A selection of my library of books about tarot.

My list of the 15 best tarot books range from beginner to advanced level of tarot reading and are hand-picked from my personal experience. These aren’t simply the only 15 books I own on tarot—I have way more in my tarot library, which is why these 15 best tarot books have truly been tested, with cracked spines and well-thumbed pages. Some of these books are eclectic, but all of them have helped enrich my tarot reading. These 15 best tarot books, with 5 books for each level of readers, will help you start reading and progress to a deeper relationship with tarot cards and the tarot system. (Plus: if you like this post, you’ll definitely want to check out my list of the 15 best advanced tarot books for experienced readers.)

And if you’re looking to learn about numerology, read my list of the 10 best numerology books:

Visit my list of the 10 best numerology books

Plus my best books for palm reading:

And now onto the list of the best tarot books!

The 5 Best Tarot Books for Beginner Readers

The Easiest Way to Learn the Tarot—Ever!! by Dusty White

I wish I had this book when I was a beginning tarot reader. Author Dusty White subverts conventional tarot books by setting beginning readers off on a deeply personal journey with the cards. With his trademark witty, brash, and confessional style, Dusty White gives a no-bullshit approach to learning tarot, dispelling the myths and tired old advice that gets recycled again and again. Despite its clickbait-y title (two exclamation points!!), in The Easiest Way to Learn Tarot—Ever!!, White includes exercises that help you deepen your relationship with the cards in an immediate way, through worksheets and activities. It’s a fun way to learn tarot, and a method that helps you develop skills for creating a system of meanings that is tailored to your unique instincts and intuition. This is simply an outstanding book.

The Ultimate Guide to Tarot Card Meanings by Brigit Esselmont

I was fortunate to discover Brigit Esselmont’s The Ultimate Guide to Tarot Card Meaning almost immediately after I started reading tarot. This massive book is probably the most comprehensive tarot meaning book you will ever find. Brigit breaks each of the 78 cards—with reversal explanations that aren’t an afterthought—and even includes information about each card as it relates to specific categories like “Career, Work and Finance” and “Relationships and Love.” I have personally worked with Brigit before when I took a few of her courses and read for her free tarot reading network for close to two years. She knows her stuff, and she really cares about creating thorough and comprehensive and still accessible style. You will return to this book over and over and find something new. It’s my tarot meaning bible.

Tarot for Your Self by Mary K. Greer

Tarot for Your Self by Mary K. Greer

I’ve included four books by Mary K. Greer in this list because she is a legend who has earned her place as a master tarot teacher. Tarot for Your Self is an excellent introduction to tarot reading with a focus on developing a personal experience with the cards. I think Tarot for Your Self is your best first workbook for understanding the tarot through a spiritual (not religious), individualized way. Through exercises designed to get you reading immediately without fear, Tarot for Your Self dispels the common myth that you shouldn’t read tarot for yourself and argues why your relationship with the tarot is the most significant one you’ll cultivate.

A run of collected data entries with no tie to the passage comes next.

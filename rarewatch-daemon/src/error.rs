use std::path::PathBuf;

use thiserror::Error;

use rarewatch_core::StoreError;
use rarewatch_notify::NotifyError;
use rarewatch_source::FetchError;

use crate::config::ConfigError;
use crate::driver::CycleReport;

/// Why one update cycle did not complete cleanly.
#[derive(Debug, Error)]
pub enum CycleError {
    /// Nothing was persisted or announced.
    #[error("fetch failed: {0}")]
    Fetch(#[from] FetchError),

    /// The stored snapshot could not be read.
    #[error("snapshot store error: {0}")]
    Store(#[from] StoreError),

    /// The new snapshot was not saved. Announcements were still attempted;
    /// the next restart may announce them again.
    #[error("failed to persist snapshot: {source}")]
    Persist {
        #[source]
        source: StoreError,
        report: CycleReport,
    },
}

/// Error surface for daemon startup and runtime.
#[derive(Debug, Error)]
pub enum DaemonError {
    #[error("I/O error at {path}: {source}")]
    Io {
        path: PathBuf,
        #[source]
        source: std::io::Error,
    },

    #[error("configuration error: {0}")]
    Config(#[from] ConfigError),

    #[error("notifier error: {0}")]
    Notify(#[from] NotifyError),

    #[error("cycle error: {0}")]
    Cycle(#[from] CycleError),
}

impl From<StoreError> for DaemonError {
    fn from(err: StoreError) -> Self {
        DaemonError::Cycle(CycleError::Store(err))
    }
}

pub(crate) fn io_err(path: impl Into<PathBuf>, source: std::io::Error) -> DaemonError {
    DaemonError::Io {
        path: path.into(),
        source,
    }
}
//! `rarewatch run` — the polling daemon in the foreground.

use anyhow::{Context, Result};
use clap::Args;

use rarewatch_daemon::{start_blocking, Config};

#[derive(Args, Debug)]
pub struct RunArgs {
    /// Write announcements to the log instead of the chat channel.
    #[arg(long)]
    pub log_only: bool,
}

impl RunArgs {
    pub fn run(self) -> Result<()> {
        let config = Config::from_env().context("invalid configuration")?;
        start_blocking(config, self.log_only).context("daemon exited with error")
    }
}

365 Tarot Spreads: Revealing the Magic in Each Day by Sasha Graham

Everyone needs a good tarot card spread book. Personally, I find playing around with different spreads to be one of the most fun parts about tarot reading. Tarot spreads are infinitely adaptable to any situation. To help you get in the groove of reading with spreads, try Sasha Graham’s 365 Tarot Spreads: Revealing the Magic in Every Day, which is exactly what it sounds like: a tarot spread for each day of the year. Now, some of these spreads won’t be applicable to you any day of every year, but you will always find something that fits your question, or a new spread to do for kicks if you’re bored. Graham is a master spread writer, so you’ll also learn about how different positions can be combined to tell a story—which, after all, reading tarot is about telling a story. Her thoughtful spreads are built on thoughtful flows and sequences for spreads that will yield a unified story and holistic reading.

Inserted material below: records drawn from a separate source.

//! Checkout and the payment success callback.

use axum::{
    Json,
    extract::{Path, Query, State},
    http::StatusCode,
};
use serde::Deserialize;
use tracing::instrument;

use patra_core::OrderId;

use crate::error::Result;
use crate::middleware::RequireAuth;
use crate::services::checkout::{
    CheckoutRequest, CheckoutService, CheckoutSummary, PaymentCallback, PaymentOutcome,
    PaymentRequest, PlacedOrder,
};
use crate::state::AppState;

/// Query for the summary.
#[derive(Debug, Deserialize)]
pub struct SummaryQuery {
    pub coupon: Option<String>,
}

fn checkout_service(state: &AppState) -> CheckoutService<'_> {
    CheckoutService::new(state.pool(), state.razorpay(), &state.config().store_name)
}

/// Price the cart.
///
/// GET /api/checkout/summary?coupon=CODE
#[instrument(skip(state, user))]
pub async fn summary(
    State(state): State<AppState>,
    RequireAuth(user): RequireAuth,
    Query(query): Query<SummaryQuery>,
) -> Result<Json<CheckoutSummary>> {
    let summary = checkout_service(&state)
        .summary(user.id, query.coupon.as_deref())
        .await?;
    Ok(Json(summary))
}

/// Place an order.
///
/// POST /api/checkout
#[instrument(skip(state, user, body))]
pub async fn place_order(
    State(state): State<AppState>,
    RequireAuth(user): RequireAuth,
    Json(body): Json<CheckoutRequest>,
) -> Result<(StatusCode, Json<PlacedOrder>)> {
    let placed = checkout_service(&state).place_order(&user, &body).await?;
    Ok((StatusCode::CREATED, Json(placed)))
}

/// Payment widget success callback.
///
/// POST /api/checkout/payment
#[instrument(skip(state, user, body))]
pub async fn confirm_payment(
    State(state): State<AppState>,
    RequireAuth(user): RequireAuth,
    Json(body): Json<PaymentCallback>,
) -> Result<Json<PaymentOutcome>> {
    let outcome = checkout_service(&state)
        .confirm_payment(user.id, &body)
        .await?;
    Ok(Json(outcome))
}

/// Widget payload for an unpaid order, to retry a closed or failed payment.
///
/// POST /api/orders/{id}/payment
#[instrument(skip(state, user))]
pub async fn resume_payment(
    State(state): State<AppState>,
    RequireAuth(user): RequireAuth,
    Path(id): Path<OrderId>,
) -> Result<Json<PaymentRequest>> {
    let payment = checkout_service(&state).resume_payment(&user, id).await?;
    Ok(Json(payment))
}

21 Ways to Read a Tarot Card by Mary K. Greer

Now, as much as I advocate The Ultimate Guide to Tarot Card Meanings and other books that claim they have the final word on tarot meanings, the truth is if you want to get from reading tarot with a book in your hand, consulting each card’s entry and flipping back and forth to find the keywords for the Four of Swords and the Wheel of Fortune, reading tarot intuitively is about more than memorizing someone else’s definition of card meanings. Reading tarot on your own, breaking away from the books, is a scary experience. You kind of feel like you’re a pilot flying your first plane. What if you don’t remember what a card means in reverse? What if you draw the Seven of Cups and just plain go blank? To get you to a confident place, read Mary K. Greer’s 21 Ways to Read a Tarot Card, an excellent book that helps you build your confidence to read on your own without the aid of a manual or guide. Through Mary K. Greer’s 21 Ways to Read a Tarot Card, you’ll be reading on your own in no time after internalizing her 21 different methods to read a card. This is a great way to learn how to read in the moment and get to the point where you can give a reading to someone (or yourself) without being tied to the book but instead reading in the moment as the cards speak to you. It’s about being present and open to the messages flowing through the cards you draw. This should be your ultimate goal to pass from beginner into more intermediate tarot card reading.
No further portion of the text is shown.